Checking the backend, the number of rounds for Swiss tournaments is fixed at (N+14)/5 (truncated to integer).

That formula gives 9 for 32 players, and the API confirms that num_rounds is set to 9 for this tournament. This should be it!


  • The tournament page should show the total number of rounds in the “configuration table” once the tournament starts (the frontend has this information, per the API link above; it’s just a matter of pulling it out and showing it to users).
  • The formula for the number of rounds doesn’t scale appropriately to different tournament sizes. Should be lg-based, but I don’t have an opinion on the details.
  • Agreed that it might be nice for the tournament director to have an option to manually configure it, but probably not as important as resolving the above two points.

Thank you for digging up the actual formula. It’s probable that whoever put that in there just didn’t understand Swiss pairings, and it kind-of almost works for small tournaments. Maybe it can get fixed someday.

Although it would be somewhat humorous to have someone pull off starting a 1000 player tournament. Should be ~10 rounds, but that formula would set it to 202 rounds.
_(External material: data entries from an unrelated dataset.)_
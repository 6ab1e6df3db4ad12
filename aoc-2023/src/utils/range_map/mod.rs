//! Interval remapping
//!
//! A [`MultiRangeMap`] is one stage: a set of [`RangeMap`]s that shift their
//! source interval by a constant offset, with identity everywhere else.
//! [`MultiRangeMap::apply`] pushes a whole [`MultiRange`] through a stage
//! without enumerating its values, splitting input ranges at map boundaries.
//!
//! ```
//! use aoc_2023::utils::range_map::{MultiRange, MultiRangeMap, Range, RangeMap};
//!
//! let stage = MultiRangeMap::new("seed-to-soil", vec![
//!     RangeMap::from_line("50 98 2").unwrap(),
//!     RangeMap::from_line("52 50 48").unwrap(),
//! ]);
//! let seeds: MultiRange = [Range::new(79, 14), Range::new(55, 13)].into_iter().collect();
//!
//! let soil = stage.apply(&seeds);
//! assert_eq!(soil.ranges(), &[Range::new(57, 13), Range::new(81, 14)]);
//! ```

mod multi_range;
mod range;
mod range_map;

#[cfg(test)]
mod tests;

pub use multi_range::MultiRange;
pub use range::{DOMAIN_MAX, DOMAIN_MIN, Range, gaps};
pub use range_map::{MultiRangeMap, RangeMap};
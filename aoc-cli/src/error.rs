//! Error types for the CLI

use std::path::PathBuf;
use thiserror::Error;

/// Main CLI error type
#[derive(Error, Debug)]
pub enum CliError {
    /// Bad invocation; reported with the usage text and exit status 2
    #[error("{0}")]
    Usage(String),

    /// Configuration error
    #[error("Configuration error: {0}")]
    Config(String),

    /// Cache error
    #[error("Cache error: {0}")]
    Cache(#[from] CacheError),

    /// HTTP client error
    #[error("HTTP client error: {0}")]
    Http(#[from] aoc_http_client::AocError),

    /// Solver error
    #[error("Solver error: {0}")]
    Solver(#[from] aoc_solver::SolverError),

    /// Registration error
    #[error("Registration error: {0}")]
    Registration(#[from] aoc_solver::RegistrationError),

    /// Thread pool creation failed
    #[error("Thread pool creation failed: {0}")]
    ThreadPool(#[from] rayon::ThreadPoolBuildError),

    /// Some answers differ from the recorded solutions
    #[error("{failed} check(s) failed")]
    CheckFailed { failed: usize },
}

impl CliError {
    pub fn is_usage(&self) -> bool {
        matches!(self, CliError::Usage(_))
    }
}

/// Cache-specific errors
#[derive(Error, Debug)]
pub enum CacheError {
    /// Reading or writing a file failed
    #[error("{path}: {source}")]
    Io {
        path: PathBuf,
        #[source]
        source: std::io::Error,
    },

    /// Cache directory creation failed
    #[error("Cache directory creation failed: {0}")]
    DirCreation(String),
}
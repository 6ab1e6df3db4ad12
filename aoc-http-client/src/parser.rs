//! Scraping helpers for adventofcode.com pages

use regex::Regex;
use std::sync::LazyLock;

static USER_ID: LazyLock<Regex> = LazyLock::new(|| {
    Regex::new(r"\(anonymous user #(\d+)\)").expect("user id pattern is valid")
});

/// Pull the numeric user id out of the settings page
pub(crate) fn extract_user_id(html: &str) -> Option<u64> {
    USER_ID
        .captures(html)
        .and_then(|caps| caps.get(1))
        .and_then(|m| m.as_str().parse().ok())
}
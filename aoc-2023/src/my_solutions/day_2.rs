use std::str::FromStr;

use anyhow::{Context, anyhow, bail};
use aoc_solver::{AocParser, ParseError, PartSolver, SolveError};
use aoc_solver_macros::{AocSolver, AutoRegisterSolver};
use tracing::debug;

use crate::utils::lines::parse_lines;

#[derive(AocSolver, AutoRegisterSolver)]
#[aoc_solver(max_parts = 2)]
#[aoc(year = 2023, day = 2, tags = ["cubes"])]
pub struct Solver;

/// Cubes in the bag for part 1
pub const CUBE_LIMITS: CubeSet = CubeSet {
    red: 12,
    green: 13,
    blue: 14,
};

/// One handful of cubes; never all zero
#[derive(Debug, Clone, Copy, PartialEq, Eq)]
pub struct CubeSet {
    red: u32,
    green: u32,
    blue: u32,
}

impl CubeSet {
    pub fn new(red: u32, green: u32, blue: u32) -> anyhow::Result<Self> {
        if (red, green, blue) == (0, 0, 0) {
            bail!("zero set not valid");
        }
        Ok(Self { red, green, blue })
    }

    pub fn possible_with(&self, available: &CubeSet) -> bool {
        self.red <= available.red && self.green <= available.green && self.blue <= available.blue
    }
}

impl FromStr for CubeSet {
    type Err = anyhow::Error;

    /// `3 blue, 4 red`; absent colours count as zero
    fn from_str(s: &str) -> Result<Self, Self::Err> {
        let (mut red, mut green, mut blue) = (None, None, None);
        for cubes in s.split(',') {
            let (count, colour) = cubes
                .trim()
                .split_once(' ')
                .ok_or_else(|| anyhow!("expected '<count> <colour>', found '{}'", cubes.trim()))?;
            let count: u32 = count
                .parse()
                .with_context(|| format!("bad cube count '{}'", count))?;
            let slot = match colour {
                "red" => &mut red,
                "green" => &mut green,
                "blue" => &mut blue,
                other => bail!("unknown colour '{}'", other),
            };
            if slot.replace(count).is_some() {
                bail!("colour '{}' given twice in '{}'", colour, s.trim());
            }
        }
        let set = CubeSet::new(red.unwrap_or(0), green.unwrap_or(0), blue.unwrap_or(0))?;
        debug!(play = s.trim(), ?set, "extracted");
        Ok(set)
    }
}

#[derive(Debug, Clone, PartialEq, Eq)]
pub struct Game {
    id: u32,
    plays: Vec<CubeSet>,
}

impl Game {
    pub fn possible_with(&self, available: &CubeSet) -> bool {
        self.plays.iter().all(|play| play.possible_with(available))
    }

    /// Product of the per-colour maxima
    pub fn power(&self) -> u64 {
        let (red, green, blue) = self.plays.iter().fold((0, 0, 0), |(r, g, b), play| {
            (r.max(play.red), g.max(play.green), b.max(play.blue))
        });
        u64::from(red) * u64::from(green) * u64::from(blue)
    }
}

impl FromStr for Game {
    type Err = anyhow::Error;

    fn from_str(line: &str) -> Result<Self, Self::Err> {
        let (header, plays) = line
            .split_once(':')
            .ok_or_else(|| anyhow!("unexpected line format: {}", line))?;
        let id = header
            .strip_prefix("Game ")
            .ok_or_else(|| anyhow!("unexpected line format: {}", line))?
            .trim()
            .parse()
            .with_context(|| format!("bad game id in '{}'", header))?;
        let plays = plays.split(';').map(str::parse).collect::<anyhow::Result<_>>()?;
        Ok(Game { id, plays })
    }
}

impl AocParser for Solver {
    type SharedData<'a> = Vec<Game>;

    fn parse<'a>(input: &'a str) -> Result<Self::SharedData<'a>, ParseError> {
        parse_lines(input, str::parse)
    }
}

impl PartSolver<1> for Solver {
    fn solve(shared: &mut Self::SharedData<'_>) -> Result<String, SolveError> {
        let total: u32 = shared
            .iter()
            .filter(|game| game.possible_with(&CUBE_LIMITS))
            .map(|game| game.id)
            .sum();
        Ok(total.to_string())
    }
}

impl PartSolver<2> for Solver {
    fn solve(shared: &mut Self::SharedData<'_>) -> Result<String, SolveError> {
        Ok(shared.iter().map(Game::power).sum::<u64>().to_string())
    }
}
yeah, how do you even get floor((n + 14) / 5)? Like, what’s the rationale? ceil(lg(n) * C) makes sense, as lg(n) gives your bare minimum for two player games, C (being set a bit above 1, usually) gives a few extra rounds so that it’s swiss and not just a complicated way of doing single elim, and ceil ensures that you play at least as many rounds as your parameters have deemed necessary. Everything makes sense and has a point to being there. How does one come up to with floor((n + 14) / 5), which appears to have nothing whatsoever to do with the subject at hand?

Sensei’s has more details:

An old rule to approximately decide on the number of rounds, number of players and number of validated places was invented by Mr. Model, his formula was:

R = (P + 7 x Q) /5
In which

  • R is the number of rounds,
  • P is the number of participants, and
  • Q is the number of qualified places

I suppose that two “qualified places” means we want to be relatively sure about 1st and 2nd place. But I’ve tried to derive this weird formula from various approximations to log functions, with no luck.

Thanks @dexonsmith for finally revealing that this is the actual formula!

By the way, I’m in a Swiss tournament with 201 players. It’s almost finished 16 rounds already (about twice what @Samraku would prescribe?) yet there’s still a tie for 2nd place. I think last round 1st was tied too.


Thanks for finding the source @Feijoa! Totally explains it, since the 14 is actually spelled 7 * 2. I was kind of mystified about where this came from. Original commit had 3 (i.e., 21), and it was reduced to 2 shortly after (2014).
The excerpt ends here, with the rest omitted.